Morning Petrospective – June 17, 2011
il prices rallied on Thursday, as traders were cheered by a better-than-expected weekly unemployment report and by upbeat housing figures. The dollar sold off, equities rallied and oil prices were in positive territory through the morning. But, as we moved into afternoon, the euro eased and the dollar gained, equities lost traction and crude oil slipped back into negative numbers. As oil markets closed, gains on the DJIA slipped from double-digit gains to single figures. The DJIA ended up 64.25 to 11,961.52 and crude ended with minor gains.
The US dollar had advanced overnight, and it sold off through most of Thursday’s session. Nonetheless, the dollar was still higher on Thursday than it had been on Tuesday. And the buying looked like short-covering (in the euro) rather than solid buying based on a resolution of the Greek crisis. That still remains unresolved and the government faces a vote of confidence this weekend. And Germany and the ECB remain divided over the extent to which private sector help should be included in any rescue package.
The best news on Thursday came on the economic front, with the Department of Labor showing a decline in first time claims of 16,000 to 414,000 in the week ended June 14th. Housing starts increased by 3.5% in May, to 560,000 from 541,000 in April, and it would have been bigger had there not been as many floods and tornadoes in May. Building permits increased, as well. Of course, housing faces a number of headwinds that are not going away, including huge inventories of foreclosed properties that are not going away anytime soon. Still. Traders were impressed by the better numbers, but at the end of the day, these numbers do not suggest that either housing or jobs will lead us to a strong recovery.
In other data, though, the Federal Reserve Bank of Philadelphia’s general economic index dropped to minus 7.7 in June from 3.9 in May. A Bloomberg survey had been expecting a reading of plus 7. The Bloomberg gauge of expectations fell to minus 31 this month, which was its lowest level since March, 2009. Bloomberg’s Consumer Comfort Index rebounded to minus 44, which was its best level in two months. Nothing in the data suggests a recovery gathering momentum, though.

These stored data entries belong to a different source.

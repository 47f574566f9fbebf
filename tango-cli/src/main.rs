//! Command-line entry point for tango

use clap::Parser;
use tango_cli::commands::Commands;

/// Generate printable A4 vocabulary word tests from CSV word lists
#[derive(Debug, Parser)]
#[command(name = "tango", version, long_about = None)]
struct Cli {
    #[command(subcommand)]
    command: Commands,
}

fn main() -> anyhow::Result<()> {
    let cli = Cli::parse();
    cli.command.execute()
}
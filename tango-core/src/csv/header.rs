//! Header row resolution

/// Column positions resolved from a header row
///
/// Each column is found by case-insensitive substring match against its
/// header cell, taking the first match. Column order in the file is
/// irrelevant.
#[derive(Debug, Clone, Copy, PartialEq, Eq, Default)]
pub struct HeaderColumns {
    /// Index of the first header containing `japanese`
    pub japanese: Option<usize>,
    /// Index of the first header containing `english`
    pub english: Option<usize>,
    /// Index of the first header containing `chapter`
    pub chapter: Option<usize>,
}

impl HeaderColumns {
    /// Header keyword for the prompt column
    pub const JAPANESE: &'static str = "japanese";
    /// Header keyword for the answer column
    pub const ENGLISH: &'static str = "english";
    /// Header keyword for the optional chapter column
    pub const CHAPTER: &'static str = "chapter";

    /// Resolve column positions from split header cells
    pub fn resolve<S: AsRef<str>>(cells: &[S]) -> Self {
        let lowered: Vec<String> = cells.iter().map(|c| c.as_ref().to_lowercase()).collect();
        let find = |keyword: &str| lowered.iter().position(|cell| cell.contains(keyword));

        Self {
            japanese: find(Self::JAPANESE),
            english: find(Self::ENGLISH),
            chapter: find(Self::CHAPTER),
        }
    }

    /// Names of required columns that were not found
    pub fn missing_required(&self) -> Vec<&'static str> {
        let mut missing = Vec::new();
        if self.japanese.is_none() {
            missing.push(Self::JAPANESE);
        }
        if self.english.is_none() {
            missing.push(Self::ENGLISH);
        }
        missing
    }

    /// Whether both required columns are present
    pub fn has_required(&self) -> bool {
        self.japanese.is_some() && self.english.is_some()
    }
}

The US current account deficit increased to $119.3 billion, or 3.2% of GDP, in the first quarter, up from $112.2 billion (3.0%) in the fourth quarter. Higher oil prices added $22 billion to the trade deficit, but there was a $15 billion increase in the investment surplus, to $54.8 billion, or 1.5% of GDP. That softened the impact of higher oil prices, slightly. Capital Economics noted, “Overall, a current account deficit of 3.2% of GDP isn’t necessarily unsustainable, at least not in the short term, but something is wrong when a nation with an unemployment rate of more than 9% has a deficit of that size.”
Opec increased crude oil production in May, with Saudi Arabia pumping 9 million bpd, according to the IEA. The 11 members of Opec with quotas produced 26.50 million bpd in May, which suggests compliance with quotas of just 61%. The IEA still warned that “There is a clear need for the organization to boost supply … to help meet peak summer season demand.” Including Iraq, Opec produced 29.18 mln bpd in May, the IEA said.
We still expect oil prices to work lower over the short term.